Learn how to support natural sleep support for kids.

One of the best ways you can support your child’s healthy development is to ensure that they are getting an adequate amount of sleep each night. According to Johns Hopkins, children who don’t get enough sleep may struggle to learn at school, are more likely to have behavior problems, and are at a higher risk for diabetes and childhood obesity.

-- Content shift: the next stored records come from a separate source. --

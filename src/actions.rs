//! Simulated publish/archive actions and the dialog seam.
//!
//! The view-model never prompts. An action is first turned into an
//! [`ActionPlan`]: either a notice explaining there is nothing to do, or a
//! confirmation prompt. Only after the host has confirmed (and shown the
//! completion notice) does it call [`RowAction::complete`], which applies the
//! simulated effect to the selection.

use serde::Serialize;
use tracing::info;

use crate::error::TableError;
use crate::fmt::plural_suffix;
use crate::model::ArticleTable;

/// Kind of simulated action.
#[derive(Debug, Clone, Copy, PartialEq, Eq, Serialize)]
#[serde(rename_all = "lowercase")]
pub enum ActionKind {
    Publish,
    Archive,
}

/// Rows an action applies to.
#[derive(Debug, Clone, Copy, PartialEq, Eq)]
pub enum ActionTarget {
    /// Every selected row.
    Selected,
    /// A single row.
    Row(u64),
}

/// Severity of a notice, mirrors the dialog icon.
#[derive(Debug, Clone, Copy, PartialEq, Eq, Serialize)]
#[serde(rename_all = "lowercase")]
pub enum NoticeKind {
    Info,
    Success,
    Warning,
}

/// Message shown to the user with a single dismiss button.
#[derive(Debug, Clone, PartialEq, Eq)]
pub struct Notice {
    pub kind: NoticeKind,
    pub title: String,
    pub text: String,
    pub dismiss_label: &'static str,
}

/// Yes/no question.
#[derive(Debug, Clone, PartialEq, Eq)]
pub struct Prompt {
    pub title: String,
    pub text: String,
    pub confirm_label: &'static str,
    pub cancel_label: &'static str,
    /// Archive prompts are rendered as warnings.
    pub destructive: bool,
}

/// What the host should do for an action.
#[derive(Debug, Clone, PartialEq, Eq)]
pub enum ActionPlan {
    /// Nothing to act on; show the notice and stop.
    NothingToDo(Notice),
    /// Ask the user first.
    Confirm(Prompt),
}

/// Result of driving an action through a [`Dialog`].
#[derive(Debug, Clone, Copy, PartialEq, Eq)]
pub enum ActionOutcome {
    NothingToDo,
    Cancelled,
    /// Number of selection entries the action removed.
    Completed { affected: usize },
}

/// A publish or archive request.
#[derive(Debug, Clone, Copy, PartialEq, Eq)]
pub struct RowAction {
    pub kind: ActionKind,
    pub target: ActionTarget,
}

impl RowAction {
    pub fn bulk_publish() -> Self {
        Self {
            kind: ActionKind::Publish,
            target: ActionTarget::Selected,
        }
    }

    pub fn publish(id: u64) -> Self {
        Self {
            kind: ActionKind::Publish,
            target: ActionTarget::Row(id),
        }
    }

    pub fn archive(id: u64) -> Self {
        Self {
            kind: ActionKind::Archive,
            target: ActionTarget::Row(id),
        }
    }

    pub fn bulk_archive() -> Self {
        Self {
            kind: ActionKind::Archive,
            target: ActionTarget::Selected,
        }
    }

    fn row_title(table: &ArticleTable, id: u64) -> Result<&str, TableError> {
        table
            .row(id)
            .map(|row| row.title.as_str())
            .ok_or(TableError::UnknownRow(id))
    }

    /// Decides whether to prompt or to report that there is nothing to do.
    pub fn plan(&self, table: &ArticleTable) -> Result<ActionPlan, TableError> {
        let plan = match (self.kind, self.target) {
            (kind, ActionTarget::Selected) if table.selected_count() == 0 => {
                let verb = match kind {
                    ActionKind::Publish => "publish",
                    ActionKind::Archive => "archive",
                };
                ActionPlan::NothingToDo(Notice {
                    kind: NoticeKind::Warning,
                    title: "No articles selected".to_string(),
                    text: format!("Select one or more rows first to bulk {}.", verb),
                    dismiss_label: "Ok",
                })
            }
            (ActionKind::Publish, ActionTarget::Selected) => {
                let count = table.selected_count();
                ActionPlan::Confirm(Prompt {
                    title: "Bulk publish".to_string(),
                    text: format!(
                        "Publish {} selected article{} to WordPress?",
                        count,
                        plural_suffix(count)
                    ),
                    confirm_label: "Yes, publish",
                    cancel_label: "Cancel",
                    destructive: false,
                })
            }
            (ActionKind::Publish, ActionTarget::Row(id)) => {
                let title = Self::row_title(table, id)?;
                ActionPlan::Confirm(Prompt {
                    title: "Publish to WordPress?".to_string(),
                    text: format!("Publish \"{}\" to your connected WordPress site?", title),
                    confirm_label: "Yes, publish",
                    cancel_label: "Cancel",
                    destructive: false,
                })
            }
            (ActionKind::Archive, ActionTarget::Selected) => {
                let count = table.selected_count();
                ActionPlan::Confirm(Prompt {
                    title: format!("Archive {} article{}?", count, plural_suffix(count)),
                    text: "Archiving will remove the article from your active lists.".to_string(),
                    confirm_label: "Archive",
                    cancel_label: "Keep it",
                    destructive: true,
                })
            }
            (ActionKind::Archive, ActionTarget::Row(id)) => {
                Self::row_title(table, id)?;
                ActionPlan::Confirm(Prompt {
                    title: "Archive article?".to_string(),
                    text: "Archiving will remove the article from your active lists.".to_string(),
                    confirm_label: "Archive",
                    cancel_label: "Keep it",
                    destructive: true,
                })
            }
        };
        Ok(plan)
    }

    /// Notice shown once the user confirmed.
    pub fn completion_notice(&self, table: &ArticleTable) -> Result<Notice, TableError> {
        let notice = match (self.kind, self.target) {
            (ActionKind::Publish, ActionTarget::Selected) => Notice {
                kind: NoticeKind::Success,
                title: "Queued for publishing".to_string(),
                text: "The selected articles have been added to your publishing queue."
                    .to_string(),
                dismiss_label: "Great",
            },
            (ActionKind::Publish, ActionTarget::Row(id)) => Notice {
                kind: NoticeKind::Success,
                title: "Queued for publishing".to_string(),
                text: format!(
                    "\"{}\" has been added to your WordPress publishing queue.",
                    Self::row_title(table, id)?
                ),
                dismiss_label: "Great",
            },
            (ActionKind::Archive, ActionTarget::Selected) => Notice {
                kind: NoticeKind::Success,
                title: "Archive requested".to_string(),
                text: "The selected articles will be moved to your archive.".to_string(),
                dismiss_label: "Nice",
            },
            (ActionKind::Archive, ActionTarget::Row(id)) => Notice {
                kind: NoticeKind::Success,
                title: "Archive requested".to_string(),
                text: format!(
                    "\"{}\" will be moved to your archive.",
                    Self::row_title(table, id)?
                ),
                dismiss_label: "Nice",
            },
        };
        Ok(notice)
    }

    /// Applies the simulated effect: bulk actions clear the selection, single
    /// row actions deselect that row. Returns the number of ids removed.
    pub fn complete(&self, table: &mut ArticleTable) -> usize {
        let affected = match self.target {
            ActionTarget::Selected => {
                let count = table.selected_count();
                table.clear_selection();
                count
            }
            ActionTarget::Row(id) => usize::from(table.deselect(id)),
        };
        info!(kind = ?self.kind, target = ?self.target, affected, "action completed");
        affected
    }
}

/// Dialog collaborator for synchronous hosts.
pub trait Dialog {
    /// Asks a yes/no question. Returns true when confirmed.
    fn confirm(&mut self, prompt: &Prompt) -> bool;

    fn notify(&mut self, notice: &Notice);
}

/// Drives an action end to end: plan, confirm, notify, complete.
pub fn run_action(
    table: &mut ArticleTable,
    action: RowAction,
    dialog: &mut dyn Dialog,
) -> Result<ActionOutcome, TableError> {
    match action.plan(table)? {
        ActionPlan::NothingToDo(notice) => {
            dialog.notify(&notice);
            Ok(ActionOutcome::NothingToDo)
        }
        ActionPlan::Confirm(prompt) => {
            if !dialog.confirm(&prompt) {
                return Ok(ActionOutcome::Cancelled);
            }
            let notice = action.completion_notice(table)?;
            dialog.notify(&notice);
            let affected = action.complete(table);
            Ok(ActionOutcome::Completed { affected })
        }
    }
}

#[cfg(test)]
mod tests {
    use super::*;
    use crate::model::seed_rows;
    use crate::table::TableConfig;

    /// Answers prompts from a script and records everything shown.
    struct ScriptedDialog {
        answers: Vec<bool>,
        prompts: Vec<Prompt>,
        notices: Vec<Notice>,
    }

    impl ScriptedDialog {
        fn answering(answers: &[bool]) -> Self {
            Self {
                answers: answers.to_vec(),
                prompts: Vec::new(),
                notices: Vec::new(),
            }
        }
    }

    impl Dialog for ScriptedDialog {
        fn confirm(&mut self, prompt: &Prompt) -> bool {
            self.prompts.push(prompt.clone());
            if self.answers.is_empty() {
                false
            } else {
                self.answers.remove(0)
            }
        }

        fn notify(&mut self, notice: &Notice) {
            self.notices.push(notice.clone());
        }
    }

    fn table() -> ArticleTable {
        ArticleTable::new(seed_rows(), TableConfig::default()).unwrap()
    }

    #[test]
    fn bulk_publish_without_selection_is_nothing_to_do() {
        let mut t = table();
        let mut dialog = ScriptedDialog::answering(&[true]);
        let outcome = run_action(&mut t, RowAction::bulk_publish(), &mut dialog).unwrap();
        assert_eq!(outcome, ActionOutcome::NothingToDo);
        assert!(dialog.prompts.is_empty());
        assert_eq!(dialog.notices.len(), 1);
        assert_eq!(dialog.notices[0].kind, NoticeKind::Warning);
        assert_eq!(dialog.notices[0].title, "No articles selected");
    }

    #[test]
    fn confirmed_bulk_publish_clears_selection() {
        let mut t = table();
        t.toggle_row_selected(1).unwrap();
        t.toggle_row_selected(2).unwrap();
        let mut dialog = ScriptedDialog::answering(&[true]);
        let outcome = run_action(&mut t, RowAction::bulk_publish(), &mut dialog).unwrap();
        assert_eq!(outcome, ActionOutcome::Completed { affected: 2 });
        assert_eq!(
            dialog.prompts[0].text,
            "Publish 2 selected articles to WordPress?"
        );
        assert_eq!(dialog.notices[0].title, "Queued for publishing");
        assert_eq!(t.selected_count(), 0);
    }

    #[test]
    fn cancelled_publish_keeps_selection() {
        let mut t = table();
        t.toggle_row_selected(3).unwrap();
        let mut dialog = ScriptedDialog::answering(&[false]);
        let outcome = run_action(&mut t, RowAction::bulk_publish(), &mut dialog).unwrap();
        assert_eq!(outcome, ActionOutcome::Cancelled);
        assert_eq!(dialog.prompts[0].text, "Publish 1 selected article to WordPress?");
        assert!(dialog.notices.is_empty());
        assert_eq!(t.selected_ids(), vec![3]);
    }

    #[test]
    fn single_publish_deselects_only_that_row() {
        let mut t = table();
        t.toggle_row_selected(4).unwrap();
        t.toggle_row_selected(5).unwrap();
        let mut dialog = ScriptedDialog::answering(&[true]);
        let outcome = run_action(&mut t, RowAction::publish(4), &mut dialog).unwrap();
        assert_eq!(outcome, ActionOutcome::Completed { affected: 1 });
        assert!(dialog.prompts[0].text.contains("Top Virtual Executive Assistant"));
        assert!(dialog.notices[0].text.starts_with("\"Top Virtual"));
        assert_eq!(t.selected_ids(), vec![5]);
    }

    #[test]
    fn single_publish_of_unselected_row_affects_nothing() {
        let mut t = table();
        let mut dialog = ScriptedDialog::answering(&[true]);
        let outcome = run_action(&mut t, RowAction::publish(1), &mut dialog).unwrap();
        assert_eq!(outcome, ActionOutcome::Completed { affected: 0 });
    }

    #[test]
    fn unknown_row_is_rejected() {
        let t = table();
        assert_eq!(
            RowAction::publish(42).plan(&t),
            Err(TableError::UnknownRow(42))
        );
        assert_eq!(
            RowAction::archive(42).plan(&t),
            Err(TableError::UnknownRow(42))
        );
    }

    #[test]
    fn archive_prompt_is_destructive() {
        let t = table();
        let ActionPlan::Confirm(prompt) = RowAction::archive(1).plan(&t).unwrap() else {
            panic!("expected a confirmation prompt");
        };
        assert!(prompt.destructive);
        assert_eq!(prompt.confirm_label, "Archive");
        assert_eq!(prompt.cancel_label, "Keep it");
    }

    #[test]
    fn bulk_archive_counts_selection() {
        let mut t = table();
        t.toggle_select_all_visible();
        let ActionPlan::Confirm(prompt) = RowAction::bulk_archive().plan(&t).unwrap() else {
            panic!("expected a confirmation prompt");
        };
        assert_eq!(prompt.title, "Archive 5 articles?");
        assert_eq!(RowAction::bulk_archive().complete(&mut t), 5);
        assert_eq!(t.selected_count(), 0);
    }
}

There are many ways you can provide natural sleep support for kids, and the team at Professional Supplement Center has information you can easily implement right away.

Sleep Needs by Age 

No two kids are alike, but pediatricians generally agree that sleep needs change with age. Here’s an overview of how much sleep your child needs each night.

Babies and Toddlers

You already know that newborns need a lot of sleep. In fact, from birth to three months, babies need between 14-17 hours each day and just slightly less from four months to a year. Toddlers, aged one to two years need 12-16 hours a day, including overnights and naps.

School-Aged Children

From ages two to five, preschoolers need between 10 and 13 hours a day including naps whereas elementary kids need 9-12 hours a day. Even though it’s tempting to let upper elementary kids skimp on sleep, you will likely notice behavior changes on nights when they fall below 8 hours.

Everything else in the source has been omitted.